• _WHAT YOU SHOULD DO_
Using the entries below, output each line exactly from the first through the one that contains "Hash, PartialOrd, Ord)]".
++++ DATA FOR ANALYSIS ++++
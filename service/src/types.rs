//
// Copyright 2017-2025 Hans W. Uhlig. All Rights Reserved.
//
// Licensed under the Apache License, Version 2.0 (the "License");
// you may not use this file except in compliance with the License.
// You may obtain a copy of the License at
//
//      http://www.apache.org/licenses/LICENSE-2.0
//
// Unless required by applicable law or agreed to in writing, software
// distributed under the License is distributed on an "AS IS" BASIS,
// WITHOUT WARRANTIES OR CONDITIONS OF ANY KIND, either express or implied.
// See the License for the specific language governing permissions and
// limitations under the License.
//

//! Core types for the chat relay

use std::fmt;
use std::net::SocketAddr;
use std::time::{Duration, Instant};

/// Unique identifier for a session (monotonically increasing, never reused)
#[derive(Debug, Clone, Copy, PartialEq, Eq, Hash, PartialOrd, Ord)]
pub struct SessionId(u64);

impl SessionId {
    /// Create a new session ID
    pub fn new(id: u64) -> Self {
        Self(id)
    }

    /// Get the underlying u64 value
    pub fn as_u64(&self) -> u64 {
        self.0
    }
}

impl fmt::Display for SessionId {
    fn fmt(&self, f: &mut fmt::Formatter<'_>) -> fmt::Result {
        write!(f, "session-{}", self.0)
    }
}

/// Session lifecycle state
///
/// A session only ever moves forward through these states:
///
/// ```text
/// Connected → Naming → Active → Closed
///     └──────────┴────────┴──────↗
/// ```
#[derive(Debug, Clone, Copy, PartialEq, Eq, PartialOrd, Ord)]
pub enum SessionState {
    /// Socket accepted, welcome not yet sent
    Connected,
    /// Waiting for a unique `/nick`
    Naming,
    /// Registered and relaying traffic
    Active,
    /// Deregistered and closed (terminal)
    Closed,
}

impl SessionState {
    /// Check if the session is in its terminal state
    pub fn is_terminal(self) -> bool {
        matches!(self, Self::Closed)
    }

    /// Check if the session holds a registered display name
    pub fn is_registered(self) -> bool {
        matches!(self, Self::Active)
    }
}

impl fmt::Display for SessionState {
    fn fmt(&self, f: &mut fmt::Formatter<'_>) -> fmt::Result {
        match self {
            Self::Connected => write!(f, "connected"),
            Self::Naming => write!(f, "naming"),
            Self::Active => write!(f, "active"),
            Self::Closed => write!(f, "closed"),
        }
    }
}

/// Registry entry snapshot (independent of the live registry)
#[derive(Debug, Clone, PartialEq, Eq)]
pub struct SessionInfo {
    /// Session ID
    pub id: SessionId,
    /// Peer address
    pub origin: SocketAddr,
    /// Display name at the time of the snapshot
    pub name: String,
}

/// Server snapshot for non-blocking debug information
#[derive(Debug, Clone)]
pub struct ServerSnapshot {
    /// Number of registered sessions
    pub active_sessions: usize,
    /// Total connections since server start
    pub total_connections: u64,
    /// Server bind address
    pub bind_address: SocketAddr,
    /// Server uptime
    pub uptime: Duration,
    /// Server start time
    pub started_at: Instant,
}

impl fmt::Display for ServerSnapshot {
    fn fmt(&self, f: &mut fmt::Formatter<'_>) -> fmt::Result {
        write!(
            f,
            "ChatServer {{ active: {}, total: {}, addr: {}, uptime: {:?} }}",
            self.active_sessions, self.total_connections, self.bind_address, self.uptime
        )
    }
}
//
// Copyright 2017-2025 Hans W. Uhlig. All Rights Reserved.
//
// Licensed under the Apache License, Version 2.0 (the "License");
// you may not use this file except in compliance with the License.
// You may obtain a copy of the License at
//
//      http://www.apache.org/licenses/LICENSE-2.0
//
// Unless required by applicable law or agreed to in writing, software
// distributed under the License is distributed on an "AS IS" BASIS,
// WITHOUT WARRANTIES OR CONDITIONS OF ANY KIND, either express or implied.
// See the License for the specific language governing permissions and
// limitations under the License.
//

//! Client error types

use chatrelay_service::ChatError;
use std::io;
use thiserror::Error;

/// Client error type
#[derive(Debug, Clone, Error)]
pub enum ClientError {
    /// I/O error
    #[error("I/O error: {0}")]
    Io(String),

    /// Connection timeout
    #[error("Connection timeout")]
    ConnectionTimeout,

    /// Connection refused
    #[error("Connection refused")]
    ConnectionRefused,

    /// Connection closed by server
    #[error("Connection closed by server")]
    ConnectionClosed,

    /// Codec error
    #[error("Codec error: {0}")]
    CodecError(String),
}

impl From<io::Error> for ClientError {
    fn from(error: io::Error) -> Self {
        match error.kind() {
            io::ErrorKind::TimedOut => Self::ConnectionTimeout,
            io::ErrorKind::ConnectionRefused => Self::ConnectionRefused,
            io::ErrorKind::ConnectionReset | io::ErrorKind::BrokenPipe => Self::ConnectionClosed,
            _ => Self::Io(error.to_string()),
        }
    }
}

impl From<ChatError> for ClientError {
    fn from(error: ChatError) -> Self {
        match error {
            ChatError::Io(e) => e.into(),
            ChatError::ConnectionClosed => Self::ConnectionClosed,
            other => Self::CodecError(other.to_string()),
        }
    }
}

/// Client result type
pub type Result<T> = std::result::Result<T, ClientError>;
++++
• _EXPECTED OUTPUT_
filename service/src/types.rs
//
// Copyright 2017-2025 Hans W. Uhlig. All Rights Reserved.
//
// Licensed under the Apache License, Version 2.0 (the "License");
// you may not use this file except in compliance with the License.
// You may obtain a copy of the License at
//
//      http://www.apache.org/licenses/LICENSE-2.0
//
// Unless required by applicable law or agreed to in writing, software
// distributed under the License is distributed on an "AS IS" BASIS,
// WITHOUT WARRANTIES OR CONDITIONS OF ANY KIND, either express or implied.
// See the License for the specific language governing permissions and
// limitations under the License.
//

//! Core types for the chat relay

use std::fmt;
use std::net::SocketAddr;
use std::time::{Duration, Instant};

/// Unique identifier for a session (monotonically increasing, never reused)
#[derive(Debug, Clone, Copy, PartialEq, Eq, Hash, PartialOrd, Ord)]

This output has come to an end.